Les critères actuels de réussite et d’échec scolaire induisent une relation dissymétrique entre ceux qui possèdent les codes de l’école et ceux qui en sont éloignés de par leur origine sociale, tout en instaurant un rapport conflictuel puisqu’apprendre et réussir ne peut se faire qu’à coté ou contre l’autre. Le pari philosophique du « Tous capables ! » s’appuie sur le regard positif porté sur les potentialités de chaque individu à interroger le monde pour s’en construire une représentation en cohérence avec les connaissances actuelles et devenir ainsi acteurs de leur propre vie. Encore faut-il que les situations d’apprentissage proposées permettent à  chacun de mobiliser ses ressources internes et de se construire solidairement avec les autres des savoirs émanant du capital culturel bâti par les générations précédentes.

2. Le savoir au centre

Plutôt que d’annoncer « l’élève au centre de…», il s’agit de s’interroger sur les savoirs à transmettre et les processus de transmission. Il n’y a de savoir que construit par un sujet, en interaction avec les autres. Ce faisant l’individu se construit comme sujet en construisant son savoir. Pour le GFEN, le savoir est à la fois un objet construit socialement et le processus de cette construction. « L’idée du savoir implique celle du sujet, d’activité du sujet, de rapport du sujet à lui-même, de rapport de ce sujet aux autres » [3]

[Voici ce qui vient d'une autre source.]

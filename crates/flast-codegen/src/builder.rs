// SPDX-License-Identifier: (MIT OR Apache-2.0)

//! Function lowerer — walks a function's AST and builds Cranelift IR.
//!
//! Parameters are bound to frontend variables so every later read goes
//! through the variable, and a synthetic `self` variable is allocated and
//! null-initialized in every function, which keeps methods and
//! constructors uniform at the IR level. Loops lower to the canonical
//! condition / body / update / after block shape.

use std::collections::HashMap;

use cranelift::prelude::*;
use cranelift_codegen::ir::{FuncRef, GlobalValue};
use cranelift_frontend::FunctionBuilder;
use cranelift_module::{DataDescription, DataId, FuncId, Linkage, Module};
use cranelift_object::ObjectModule;

use flast_ast::decl::FnDecl;
use flast_ast::expr::{BinOp, Expr, ExprKind, UnaryOp};
use flast_ast::stmt::{Stmt, StmtKind};
use flast_ast::types::{TypeDesc, TypeTag};

use crate::builtins::{self, BuiltinMethod};
use crate::module::FnSig;
use crate::scope::{ScopeStack, Symbol};
use crate::types::{clif_type, StructLayout};
use crate::{CodegenError, CodegenResult};

/// A lowered expression: its SSA value and the source-level type it
/// carries, which drives coercions, comparisons, and printf formats.
#[derive(Clone)]
struct TypedValue {
    value: Value,
    ty: TypeDesc,
}

impl TypedValue {
    fn new(value: Value, ty: TypeDesc) -> Self {
        Self { value, ty }
    }
}

/// Jump targets for `continue` and `break` inside the innermost loop.
struct LoopTargets {
    continue_block: Block,
    break_block: Block,
}

pub struct FnLowerer<'a, 'b> {
    builder: FunctionBuilder<'b>,
    module: &'a mut ObjectModule,
    func_ids: &'a HashMap<String, FuncId>,
    func_sigs: &'a HashMap<String, FnSig>,
    struct_layouts: &'a HashMap<String, StructLayout>,
    string_data: &'a mut HashMap<String, DataId>,
    string_counter: &'a mut usize,

    scopes: ScopeStack,
    next_var: usize,
    ret_ty: TypeDesc,
    is_constructor: bool,
    self_var: Variable,
    loop_stack: Vec<LoopTargets>,
    func_refs: HashMap<String, FuncRef>,
    data_refs: HashMap<String, GlobalValue>,
    /// Whether the current block already has a terminator.
    terminated: bool,
}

Cette approche nécessite une grande rigueur au niveau de la connaissance des concepts à aborder à la fois dans leur historicité et  les obstacles épistémologiques[4] liés à leur construction. C’est sur cette connaissance que la situation d’apprentissage proposée aux élèves est construite dans la perspective d’une appropriation collective de ces savoirs.

3. Les processus de transmission des savoirs

« On n’apprend jamais que seul, on n’apprend jamais qu’avec les autres », avons-nous coutume de dire. En proposant la démarche auto-socio-construction,  le GFEN favorise la mobilisation de chacun, installe le nécessaire conflit socio-cognitif et permet l’élaboration collective d’une synthèse active des savoirs abordés. Par la réussite de l’entreprise, ce processus installe une image positive de soi et de ses capacités.

Mais peut-on parler de pratiques sans évoquer la formation professionnelle des enseignants ?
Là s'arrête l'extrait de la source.